Britain's well-known and debt-laden tour operator Thomas Cook, which has over 23.6 million customers in 22 nations, is on the verge of signing a £1.2 billion deal with its banks after a 12- month struggle which saw shares falling around 88 per cent.
The company, which saw three profits warnings last year, said that the company was in advanced talks with its banking group to secure the future of the company. The agreement talks come just months after the company's last refinancing deal in Nov 2011 which secured an extra £200 million.
Last year, shares of the company fell drastically as recession hit its main demand, short-haul holidays for middle-class British families.
In 2011, the company made a £151.7 million loss in the three months to Dec 31 compared to a £99.3 million loss during the same period in 2010.

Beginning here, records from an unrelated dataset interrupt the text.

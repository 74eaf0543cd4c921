//! Tracing subscriber setup

use crate::config::LoggingConfig;
use tracing_subscriber::EnvFilter;

/// Install a global fmt subscriber
///
/// `RUST_LOG` takes precedence over the configured level. Returns `false`
/// when a global subscriber was already installed (tests, embedding hosts).
pub fn init_tracing(config: &LoggingConfig) -> bool {
    let filter = EnvFilter::try_from_default_env()
        .or_else(|_| EnvFilter::try_new(&config.level))
        .unwrap_or_else(|_| EnvFilter::new("info"));

    tracing_subscriber::fmt()
        .with_env_filter(filter)
        .with_target(true)
        .try_init()
        .is_ok()
}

"Thomas Cook confirms that it is in advanced discussions with its banking group about extending its financing arrangements," a statement by the company says. "In addition to the revised financing arrangements, the previously announced asset disposal programme and the sale of Thomas Cook India, the group is exploring a possible sale and leaseback of certain aircraft," the statement added.
Listed among its 17 lenders are banks like the Royal Bank of Scotland and Barclays. The deal would facilitate the extension of the repayment of its loans by two years until 2015.
The Telegraph reported that Thomas Cook will give away 5 per cent of the company's shares to the banking consortium and pay a one-off fee in exchange for a two-year extension on its loans to 2015. The group is also exploring a possible sale and leaseback of up to 20 per cent of its aircraft fleet, as part of the deal, which could take place in the next few months and generate about £100 million. The group owns 91 planes at present.
Although the new deal will act as a surviving lifeline for the company, many other problems will still remain. Apart from this, the company is looking for a new chief executive and recently announced a 2 per cent fall in summer bookings in Britain, although a new advertising campaign has lifted the performance in recent weeks, the Financial Times reports.